▶ **TO DO**:
Repeat, please, only the lines from the top of the data down to the line with "let Some(payload) = rx.recv().await"; include both of those lines.

▶ **EXCERPTED DATA**:
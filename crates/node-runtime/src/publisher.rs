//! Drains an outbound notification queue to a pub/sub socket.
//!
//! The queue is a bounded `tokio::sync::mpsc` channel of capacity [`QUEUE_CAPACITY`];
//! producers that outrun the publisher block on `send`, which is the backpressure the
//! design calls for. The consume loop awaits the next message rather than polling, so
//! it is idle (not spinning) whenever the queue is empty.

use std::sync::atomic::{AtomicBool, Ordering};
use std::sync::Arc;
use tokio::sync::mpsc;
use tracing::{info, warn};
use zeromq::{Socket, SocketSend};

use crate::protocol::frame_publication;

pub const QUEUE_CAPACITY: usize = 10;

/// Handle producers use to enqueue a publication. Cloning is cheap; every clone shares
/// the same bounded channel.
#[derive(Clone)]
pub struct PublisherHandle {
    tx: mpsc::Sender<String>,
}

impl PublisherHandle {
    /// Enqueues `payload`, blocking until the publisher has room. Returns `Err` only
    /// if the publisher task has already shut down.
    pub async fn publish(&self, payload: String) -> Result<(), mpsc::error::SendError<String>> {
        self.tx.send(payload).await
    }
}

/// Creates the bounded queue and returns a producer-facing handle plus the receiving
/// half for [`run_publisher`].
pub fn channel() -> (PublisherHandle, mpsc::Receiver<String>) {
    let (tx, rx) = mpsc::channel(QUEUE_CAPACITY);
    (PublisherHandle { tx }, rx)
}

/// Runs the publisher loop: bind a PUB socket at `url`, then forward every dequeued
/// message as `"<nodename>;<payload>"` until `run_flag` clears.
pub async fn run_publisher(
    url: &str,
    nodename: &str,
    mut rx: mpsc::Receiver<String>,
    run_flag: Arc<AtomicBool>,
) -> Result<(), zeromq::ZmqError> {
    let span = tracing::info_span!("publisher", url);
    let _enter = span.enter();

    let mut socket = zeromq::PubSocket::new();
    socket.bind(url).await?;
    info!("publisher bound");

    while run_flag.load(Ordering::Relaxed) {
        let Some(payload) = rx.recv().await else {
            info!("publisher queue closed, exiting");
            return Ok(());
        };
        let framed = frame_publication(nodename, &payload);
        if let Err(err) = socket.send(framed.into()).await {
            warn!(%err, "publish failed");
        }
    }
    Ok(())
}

▶ **EXERCISE SOLUTION**:
filename crates/node-runtime/src/publisher.rs
//! Drains an outbound notification queue to a pub/sub socket.
//!
//! The queue is a bounded `tokio::sync::mpsc` channel of capacity [`QUEUE_CAPACITY`];
//! producers that outrun the publisher block on `send`, which is the backpressure the
//! design calls for. The consume loop awaits the next message rather than polling, so
//! it is idle (not spinning) whenever the queue is empty.

use std::sync::atomic::{AtomicBool, Ordering};
use std::sync::Arc;
use tokio::sync::mpsc;
use tracing::{info, warn};
use zeromq::{Socket, SocketSend};

use crate::protocol::frame_publication;

pub const QUEUE_CAPACITY: usize = 10;

/// Handle producers use to enqueue a publication. Cloning is cheap; every clone shares
/// the same bounded channel.
#[derive(Clone)]
pub struct PublisherHandle {
    tx: mpsc::Sender<String>,
}

impl PublisherHandle {
    /// Enqueues `payload`, blocking until the publisher has room. Returns `Err` only
    /// if the publisher task has already shut down.
    pub async fn publish(&self, payload: String) -> Result<(), mpsc::error::SendError<String>> {
        self.tx.send(payload).await
    }
}

/// Creates the bounded queue and returns a producer-facing handle plus the receiving
/// half for [`run_publisher`].
pub fn channel() -> (PublisherHandle, mpsc::Receiver<String>) {
    let (tx, rx) = mpsc::channel(QUEUE_CAPACITY);
    (PublisherHandle { tx }, rx)
}

/// Runs the publisher loop: bind a PUB socket at `url`, then forward every dequeued
/// message as `"<nodename>;<payload>"` until `run_flag` clears.
pub async fn run_publisher(
    url: &str,
    nodename: &str,
    mut rx: mpsc::Receiver<String>,
    run_flag: Arc<AtomicBool>,
) -> Result<(), zeromq::ZmqError> {
    let span = tracing::info_span!("publisher", url);
    let _enter = span.enter();

    let mut socket = zeromq::PubSocket::new();
    socket.bind(url).await?;
    info!("publisher bound");

    while run_flag.load(Ordering::Relaxed) {
        let Some(payload) = rx.recv().await else {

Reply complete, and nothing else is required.